The ongoing phase III REACH3 trial (NCT03112603) is examining ruxolitinib versus best available therapy in patients with steroid-refractory chronic GVHD after bone marrow transplantation.

Ruxolitinib is also approved by the FDA as a treatment for patients with polycythemia vera who are intolerant of or have an inadequate response to hydroxyurea, as well as for the treatment of patients with intermediate or high-risk myelofibrosis.
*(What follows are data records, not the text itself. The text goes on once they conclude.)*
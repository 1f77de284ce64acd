use clap::{error::ErrorKind, CommandFactory, Parser};
use crossterm::{
    execute,
    terminal::{disable_raw_mode, enable_raw_mode, EnterAlternateScreen, LeaveAlternateScreen},
    tty::IsTty,
};
use pickwheel::{
    app::{App, AppAction},
    app_dirs::AppDirs,
    config::{Config, ConfigStore, FileConfigStore},
    history::HistoryDb,
    logging::{self, LogLevel},
    notifier::{TerminalNotifier, TickSound},
    runtime::{InputSource, Runner, TerminalInput, WheelEvent},
    ui::screen::current_screen,
    util::parse_names,
};
use ratatui::{
    backend::{Backend, CrosstermBackend},
    Frame, Terminal,
};
use std::{
    error::Error,
    io::{self, stdin},
    path::PathBuf,
    time::Instant,
};
use tracing::{info, warn};

/// spin a wheel of names in the terminal and draw them one by one
#[derive(Parser, Debug, Clone)]
#[clap(
    version,
    about,
    long_about = "A terminal name picker: enter names, spin the wheel, and each winner is drawn off it until everyone has had a turn."
)]
pub struct Cli {
    /// names to put on the wheel (comma separated values are split)
    names: Vec<String>,

    /// read names from a file, one per line
    #[clap(short = 'f', long)]
    file: Option<PathBuf>,

    /// how long a spin lasts, in milliseconds
    #[clap(short = 'd', long)]
    duration_ms: Option<u64>,

    /// full turns the wheel makes before settling
    #[clap(short = 'r', long)]
    rotations: Option<u32>,

    /// how each stripe crossing the pointer is signalled
    #[clap(short = 's', long, value_enum)]
    sound: Option<TickSound>,

    /// print recent winners and exit
    #[clap(long)]
    history: bool,

    /// write every recorded winner to a CSV file and exit
    #[clap(long, value_name = "PATH")]
    export_history: Option<PathBuf>,

    /// delete every recorded winner and exit
    #[clap(long)]
    clear_history: bool,

    /// log verbosity
    #[clap(long, value_enum, default_value_t = LogLevel::Info)]
    log_level: LogLevel,

    /// log file location (defaults to the state directory)
    #[clap(long)]
    log_file: Option<PathBuf>,
}

impl Cli {
    /// Applies command line overrides on top of the stored configuration.
    fn apply_to(&self, config: &mut Config) {
        if let Some(ms) = self.duration_ms {
            config.spin_duration_ms = ms;
        }
        if let Some(rotations) = self.rotations {
            config.rotations = rotations;
        }
        if let Some(sound) = self.sound {
            config.tick_sound = sound;
        }
    }

    /// Names from the positional arguments, else the file, else `None`.
    fn names(&self) -> io::Result<Option<Vec<String>>> {
        if !self.names.is_empty() {
            return Ok(Some(self.names.iter().flat_map(|n| parse_names(n)).collect()));
        }
        match &self.file {
            Some(path) => Ok(Some(parse_names(&std::fs::read_to_string(path)?))),
            None => Ok(None),
        }
    }

    fn is_history_command(&self) -> bool {
        self.history || self.export_history.is_some() || self.clear_history
    }
}

fn main() -> Result<(), Box<dyn Error>> {
    let cli = Cli::parse();

    let log_path = cli
        .log_file
        .clone()
        .or_else(AppDirs::log_path)
        .unwrap_or_else(|| PathBuf::from("pickwheel.log"));
    if let Err(e) = logging::init(&log_path, cli.log_level) {
        eprintln!("logging disabled: {e}");
    }

    if cli.is_history_command() {
        return run_history_command(&cli);
    }

    if !stdin().is_tty() {
        let mut cmd = Cli::command();
        cmd.error(ErrorKind::Io, "stdin must be a tty").exit();
    }

    let store = FileConfigStore::new();
    let mut config = store.load();
    cli.apply_to(&mut config);
    let from_cli = cli.names()?;
    let start_on_wheel = from_cli.as_ref().is_some_and(|n| !n.is_empty());
    let names = from_cli.unwrap_or_else(|| config.names.clone());

    let history = match HistoryDb::open_default() {
        Ok(db) => Some(db),
        Err(e) => {
            warn!(error = %e, "history disabled");
            None
        }
    };

    let notifier = TerminalNotifier::new(config.tick_sound);
    let mut runner = Runner::new(TerminalInput::spawn(), config.frame_interval());
    let mut app = App::new(config, names, notifier, history);
    if start_on_wheel {
        app.build_wheel()?;
    }
    info!(names = app.names.len(), "starting");

    enable_raw_mode()?;

    let mut stdout = io::stdout();
    execute!(stdout, EnterAlternateScreen)?;
    let backend = CrosstermBackend::new(stdout);
    let mut terminal = Terminal::new(backend)?;
    if let Ok(size) = terminal.size() {
        app.viewport = (size.width, size.height);
    }

    let result = start_tui(&mut terminal, &mut app, &mut runner);

    disable_raw_mode()?;
    execute!(terminal.backend_mut(), LeaveAlternateScreen)?;
    terminal.show_cursor()?;

    let mut config = app.config.clone();
    config.names = app.names.clone();
    if let Err(e) = store.save(&config) {
        warn!(error = %e, path = %store.path().display(), "failed to save config");
    }

    result
}

fn run_history_command(cli: &Cli) -> Result<(), Box<dyn Error>> {
    let db = HistoryDb::open_default()?;

    if let Some(path) = &cli.export_history {
        let rows = db.export_csv(path)?;
        println!("exported {rows} winners to {}", path.display());
    }
    if cli.history {
        for entry in db.recent(50)? {
            println!(
                "{}  {}  ({} left)",
                entry.spun_at.format("%Y-%m-%d %H:%M"),
                entry.label,
                entry.remaining
            );
        }
    }
    if cli.clear_history {
        let count = db.count()?;
        db.clear()?;
        println!("cleared {count} winners");
    }
    Ok(())
}

fn start_tui<B: Backend, I: InputSource>(
    terminal: &mut Terminal<B>,
    app: &mut App,
    runner: &mut Runner<I>,
) -> Result<(), Box<dyn Error>> {
    terminal.draw(|f| ui(app, f))?;

    loop {
        match runner.step() {
            WheelEvent::Frame => {
                let was_animating = app.is_animating();
                app.on_frame(Instant::now());
                // One more draw after an animation ends clears its last frame.
                if was_animating || app.is_animating() {
                    terminal.draw(|f| ui(app, f))?;
                }
            }
            WheelEvent::Resize => {
                terminal.draw(|f| ui(app, f))?;
            }
            WheelEvent::Closed => {
                warn!("terminal input closed, exiting");
                break;
            }
            WheelEvent::Key(key) => {
                if app.handle_key(key, Instant::now()) == AppAction::Quit {
                    break;
                }
                terminal.draw(|f| ui(app, f))?;
            }
        }
    }

    Ok(())
}

fn ui(app: &mut App, f: &mut Frame) {
    let screen = current_screen(&app.state);
    screen.render(app, f);
}
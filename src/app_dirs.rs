use directories::ProjectDirs;
use std::path::PathBuf;

const APP_NAME: &str = "pickwheel";

/// Centralized application directory resolution
pub struct AppDirs;

impl AppDirs {
    /// State directory: `$HOME/.local/state/pickwheel`, or the platform data dir.
    pub fn state_dir() -> Option<PathBuf> {
        if let Ok(home) = std::env::var("HOME") {
            Some(
                PathBuf::from(home)
                    .join(".local")
                    .join("state")
                    .join(APP_NAME),
            )
        } else {
            ProjectDirs::from("", "", APP_NAME).map(|pd| pd.data_local_dir().to_path_buf())
        }
    }

    pub fn history_path() -> Option<PathBuf> {
        Self::state_dir().map(|dir| dir.join("history.db"))
    }

    pub fn log_path() -> Option<PathBuf> {
        Self::state_dir().map(|dir| dir.join("pickwheel.log"))
    }

    pub fn config_path() -> Option<PathBuf> {
        ProjectDirs::from("", "", APP_NAME).map(|pd| pd.config_dir().join("config.json"))
    }
}
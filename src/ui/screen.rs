use ratatui::Frame;

use crate::{
    app::{App, AppState},
    ui::history::render_history,
};

/// How one app state is drawn. Keys are handled by `App::handle_key`.
pub trait Screen {
    fn render(&self, app: &mut App, f: &mut Frame);
}

/// Name entry
pub struct EditingScreen;

impl Screen for EditingScreen {
    fn render(&self, app: &mut App, f: &mut Frame) {
        f.render_widget(&*app, f.area());
    }
}

pub struct WheelScreen;

impl Screen for WheelScreen {
    fn render(&self, app: &mut App, f: &mut Frame) {
        let area = f.area();
        app.viewport = (area.width, area.height);
        f.render_widget(&*app, area);
    }
}

/// Past winners - uses dedicated renderer
pub struct HistoryScreen;

impl Screen for HistoryScreen {
    fn render(&self, app: &mut App, f: &mut Frame) {
        render_history(app, f);
    }
}

/// Helper to construct the appropriate screen for the current state
pub fn current_screen(state: &AppState) -> Box<dyn Screen> {
    match state {
        AppState::Editing => Box::new(EditingScreen),
        AppState::Wheel => Box::new(WheelScreen),
        AppState::History => Box::new(HistoryScreen),
    }
}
  1. Incyte announces that the REACH2 pivotal trial of ruxolitinib (Jakafi®) meets primary endpoint in patients with steroid-refractory acute graft-versus-host disease. Published October 16, 2019. Accessed October 16, 2019.
  2. FDA approves Jakafi (ruxolitinib) for the treatment of patients with acute graft-versus-host disease. Incyte. Published May 24, 2019. Accessed October 16, 2019.
  3. Jagasia M, Perales M-A, Schroeder MA, et al. Results from REACH1, a single-arm phase 2 study of ruxolitinib in combination with corticosteroids for the treatment of steroid-refractory acute graft-vs-host disease. Presented at: 2018 ASH Annual Meeting; December 1-4, 2018; San Diego, CA. Abstract 601.